16, when he received a call at his cottage north of Toronto: The CFIA had confirmed
the presence of listeria monocytogenes in two of its sliced meat products.
Immediately, the identified product lines were recalled, and a press release to that
effect was issued.
The following Tuesday, McCain was informed that the investigation had found more
positive tests. Thus, the recall was widened. At that point, McCain says, "we didn't
know what the nature of that investigation was, other than a) there was illness
involved; b) there was possible death involved, a loss of life; and c) there was a
possibility of a linkage to one of these items we had recalled."

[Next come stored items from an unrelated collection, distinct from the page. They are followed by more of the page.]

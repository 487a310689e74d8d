// Display names for bred plant variants.
//
// A finalized candidate gets a deterministic two-word name: the noun comes
// from the potency gene's popcount (hotter peppers earn scarier nouns), the
// adjective from the chromosome's total popcount (denser chromosomes earn
// grander adjectives). Both lists are ordered mild-to-wild; the popcount
// fraction of the relevant bit width is scaled into a list index, rounded,
// and clamped to the last entry.
//
// Names are identity in the catalog: a variant whose derived name collides
// with an existing entry is discarded (first discovered wins — see
// `state.rs`).

use crate::genetics::{CHROMOSOME_BITS, Chromosome, GENE_BITS};

/// Nouns by potency, mild to wild.
pub const NOUNS: [&str; 6] = [
    "Pepper", "Tingler", "Wiggler", "Scorcher", "Inferno", "Dragon",
];

/// Adjectives by overall chromosome density, plain to grand.
pub const ADJECTIVES: [&str; 7] = [
    "Pale", "Spotted", "Striped", "Warm", "Fiery", "Volcanic", "Celestial",
];

fn bucket(count: u32, width: u32, len: usize) -> usize {
    let idx = (count as f32 / width as f32 * len as f32).round() as usize;
    idx.min(len - 1)
}

/// Derive the display name for a bred chromosome.
pub fn name_cross(chromosome: &Chromosome) -> String {
    let noun = NOUNS[bucket(chromosome.potency.popcount(), GENE_BITS, NOUNS.len())];
    let adjective = ADJECTIVES[bucket(
        chromosome.total_popcount(),
        CHROMOSOME_BITS,
        ADJECTIVES.len(),
    )];
    format!("{adjective} {noun}")
}

#[cfg(test)]
mod tests {
    use super::*;
    use crate::genetics::Gene;
    use capsica_prng::GameRng;

    fn potency_chromosome(bits: u32, rng: &mut GameRng) -> Chromosome {
        Chromosome {
            potency: Gene::with_one_bits(bits, rng),
            ..Chromosome::EMPTY
        }
    }

    #[test]
    fn potency_selects_the_noun() {
        let mut rng = GameRng::new(5);
        let mild = name_cross(&potency_chromosome(0, &mut rng));
        assert!(mild.ends_with("Pepper"), "got {mild}");

        let wild = name_cross(&potency_chromosome(128, &mut rng));
        assert!(wild.ends_with("Dragon"), "got {wild}");
    }

    #[test]
    fn density_selects_the_adjective() {
        let mut rng = GameRng::new(5);
        let sparse = name_cross(&potency_chromosome(2, &mut rng));
        assert!(sparse.starts_with("Pale"), "got {sparse}");

        let dense = Chromosome {
            yield_gene: Gene::with_one_bits(128, &mut rng),
            size: Gene::with_one_bits(128, &mut rng),
            potency: Gene::with_one_bits(64, &mut rng),
            growth: Gene::with_one_bits(128, &mut rng),
        };
        let name = name_cross(&dense);
        assert!(name.starts_with("Celestial"), "got {name}");
    }

    #[test]
    fn names_are_deterministic_in_popcount_only() {
        let mut rng = GameRng::new(1);
        // Two different scatterings with equal popcounts name identically.
        let a = potency_chromosome(40, &mut rng);
        let b = potency_chromosome(40, &mut rng);
        assert_eq!(name_cross(&a), name_cross(&b));
    }
}
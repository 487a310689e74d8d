// End-to-end tests for the executor lifecycle.
//
// Each test starts a real executor (threads, timers, channel) against a
// real `GameState` and drives it through the public surface only: enqueue,
// latest, pause/resume, and the game-over callback. Timer periods are
// shrunk to milliseconds; assertions poll with a generous deadline instead
// of assuming scheduler timing.

use std::sync::Arc;
use std::sync::atomic::{AtomicUsize, Ordering};
use std::thread;
use std::time::{Duration, Instant};

use capsica_runtime::{ExecutorConfig, GameExecutor, InMemoryStore, load_or_new};
use capsica_sim::command::GameCommand;
use capsica_sim::plants::BELL_PEPPER_ID;
use capsica_sim::state::GameState;
use capsica_sim::types::Currency;
use capsica_sim::upgrades::Light;

/// Poll until `predicate` holds or five seconds pass.
fn wait_until(mut predicate: impl FnMut() -> bool) -> bool {
    let deadline = Instant::now() + Duration::from_secs(5);
    while Instant::now() < deadline {
        if predicate() {
            return true;
        }
        thread::sleep(Duration::from_millis(5));
    }
    false
}

/// Timers effectively disabled — the test drives every command itself.
fn manual_config() -> ExecutorConfig {
    ExecutorConfig {
        tick_period: Duration::from_secs(3_600),
        save_period: Duration::from_secs(3_600),
    }
}

fn fast_config() -> ExecutorConfig {
    ExecutorConfig {
        tick_period: Duration::from_millis(2),
        save_period: Duration::from_millis(20),
    }
}

#[test]
fn commands_drain_in_fifo_order_and_publish_snapshots() {
    let executor = GameExecutor::start(
        GameState::new(42),
        manual_config(),
        Box::new(InMemoryStore::new()),
        || {},
    );

    assert_eq!(executor.latest().balance, Currency(80));

    // Plant, then immediately sell the starting peppers: the sale must see
    // the post-plant balance, not race ahead of it.
    executor.enqueue(GameCommand::PlantSeed(BELL_PEPPER_ID));
    executor.enqueue(GameCommand::SellPeppers(BELL_PEPPER_ID));

    assert!(wait_until(|| {
        let snapshot = executor.latest();
        snapshot.plant_pots[0].plant.is_some()
            && snapshot.pepper_inventory[&BELL_PEPPER_ID].peppers == 0
    }));
    // 80 - 2 (seed) + 15 (five heatless peppers at 3 each).
    assert_eq!(executor.latest().balance, Currency(93));
    executor.stop();
}

#[test]
fn the_tick_timer_advances_the_virtual_clock() {
    let executor = GameExecutor::start(
        GameState::new(42),
        fast_config(),
        Box::new(InMemoryStore::new()),
        || {},
    );

    assert!(wait_until(|| executor.latest().date_millis > 0));
    executor.stop();
}

#[test]
fn the_save_timer_hands_consistent_snapshots_to_persistence() {
    let store = Arc::new(InMemoryStore::new());
    let executor = GameExecutor::start(
        GameState::new(42),
        fast_config(),
        Box::new(store.clone()),
        || {},
    );

    assert!(wait_until(|| store.save_count() >= 2));
    let saved = store.last().expect("at least one save happened");
    // The snapshot is a fully-applied state: starting stock intact, the
    // catalog never smaller than the two starters.
    assert_eq!(saved.pepper_inventory[&BELL_PEPPER_ID].peppers, 5);
    assert!(saved.plant_types.len() >= 2);
    executor.stop();

    // And it restores.
    let restored = load_or_new(&*store, 7);
    assert_eq!(restored.pepper_inventory[&BELL_PEPPER_ID].peppers, 5);
}

#[test]
fn terminal_tick_fires_game_over_once_and_closes_the_queue() {
    // Balance zero with a powered light: the first cost tick is unpayable.
    let mut state = GameState::new(42);
    state.balance = Currency(0);
    state.light = Light::Cfl;

    let game_overs = Arc::new(AtomicUsize::new(0));
    let counter = game_overs.clone();
    let executor = GameExecutor::start(
        state,
        fast_config(),
        Box::new(InMemoryStore::new()),
        move || {
            counter.fetch_add(1, Ordering::SeqCst);
        },
    );

    assert!(wait_until(|| game_overs.load(Ordering::SeqCst) == 1));
    assert!(wait_until(|| !executor.is_running()));

    // The callback never fires twice, and the failed bill was not deducted.
    thread::sleep(Duration::from_millis(50));
    assert_eq!(game_overs.load(Ordering::SeqCst), 1);
    assert_eq!(executor.latest().balance, Currency(0));

    // The queue is closed: enqueues are silent no-ops now.
    executor.enqueue(GameCommand::PlantSeed(BELL_PEPPER_ID));
    thread::sleep(Duration::from_millis(50));
    assert!(executor.latest().plant_pots[0].plant.is_none());
    executor.stop();
}

#[test]
fn pause_gates_the_timers_without_dropping_queued_commands() {
    let executor = GameExecutor::start(
        GameState::new(42),
        fast_config(),
        Box::new(InMemoryStore::new()),
        || {},
    );

    assert!(wait_until(|| executor.latest().date_millis > 0));
    executor.pause();

    // Let in-flight ticks drain, then the clock must hold still.
    thread::sleep(Duration::from_millis(30));
    let frozen = executor.latest().date_millis;
    thread::sleep(Duration::from_millis(60));
    assert_eq!(executor.latest().date_millis, frozen);

    // User commands still work while paused.
    executor.enqueue(GameCommand::PlantSeed(BELL_PEPPER_ID));
    assert!(wait_until(|| executor.latest().plant_pots[0].plant.is_some()));

    executor.resume();
    assert!(wait_until(|| executor.latest().date_millis > frozen));
    executor.stop();
}

#[test]
fn stop_tears_down_cleanly_mid_session() {
    let executor = GameExecutor::start(
        GameState::new(42),
        fast_config(),
        Box::new(InMemoryStore::new()),
        || {},
    );
    assert!(wait_until(|| executor.latest().date_millis > 0));
    // Returns only after all three threads joined.
    executor.stop();
}

#[test]
fn observers_never_see_a_half_applied_command() {
    let executor = GameExecutor::start(
        GameState::new(42),
        manual_config(),
        Box::new(InMemoryStore::new()),
        || {},
    );

    // An area upgrade mutates balance, area, and the pot vector together;
    // every published snapshot must satisfy the pots == area.total()
    // invariant.
    executor.enqueue(GameCommand::SellPeppers(BELL_PEPPER_ID));
    let rich = wait_until(|| executor.latest().balance.0 >= 93);
    assert!(rich);

    let mut state = GameState::new(42);
    state.balance = Currency(10_000);
    let executor = GameExecutor::start(
        state,
        manual_config(),
        Box::new(InMemoryStore::new()),
        || {},
    );
    executor.enqueue(GameCommand::UpgradeArea);
    for _ in 0..100 {
        let snapshot = executor.latest();
        assert_eq!(snapshot.plant_pots.len(), snapshot.area.total());
    }
    assert!(wait_until(|| executor.latest().plant_pots.len() == 4));
    executor.stop();
}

Then came that fateful day of Aug. 23, when the possibility turned into reality. DNA
linkage was established between some of the affected individuals and the two
products. Maple Leaf launched a recall of 191 products, closed down the Toronto
plant, unleashed its mass communication campaign and made its CEO accessible to the
media.
Christine Pearson, a crisis management specialist at Thunderbird School of Global
Management in Phoenix. says Maple Leaf's apology and accountability were up to the
standards of the best reputation management she has ever seen, including Johnson &
Johnson's response to the Tylenol tampering that killed seven people in the Chicago
area in 1982. In Maple Leaf's case, "the communications piece seemed to me to be
high-end boilerplate. He was doing all the right things-it was really good," says
Pearson, who has taught at the Ivey School.
If Pearson has one nagging concern, it is whether the company moved fast enough in
alerting consumers of the crisis. "Compared with companies I had worked with in the
United States, too much time passed before they acted, and I think that still plays
out as a problem for the company that is going to plague them for some time." 
On the charge of being late in responding, McCain says it is simply unfounded: "When
you look back through the timeline and how the normal process works, that is not a
reasonable conclusion." He insists that CFIA product reviews are routine and
constant. The agency only requires a recall when there is a positive test result; it
wouldn't have made sense to warn the public at the first notice of an inquiry. Maple
Leaf, he says, actually goes beyond standard practice by informing distributors of
an investigation, and asking them to isolate affected products. And Maple Leaf,
along with its retail partners, acted "with lightning speed," he says, at the moment
it found there was a positive test on Aug. 16.
McCain believes his broader challenge is to educate the public on listeria, which,
he points out, "is ubiquitous in our environment. All Canadians are exposed to it on
a fairly routine basis, and it's benign to the masses. Unfortunately, it is very
dangerous to a few." (Those few are the immune-compromised, the elderly, pregnant
women and newborns.) For McCain, the issue is more about risk management than the
potential for totally eradicating listeria. "It is still our challenge to reduce
that risk, but this is one of the oldest living bacteria in mankind, and because of
that, it's impossible to eradicate it."
That is a very hard argument to sell to a public shaken by a toll of known deaths
that stands at 20 as of early November, alongside a larger number of illnesses. The
friends, rel-atives and neighbours of the victims will be unimpressed to hear that
listeria is a fact of life in the food system.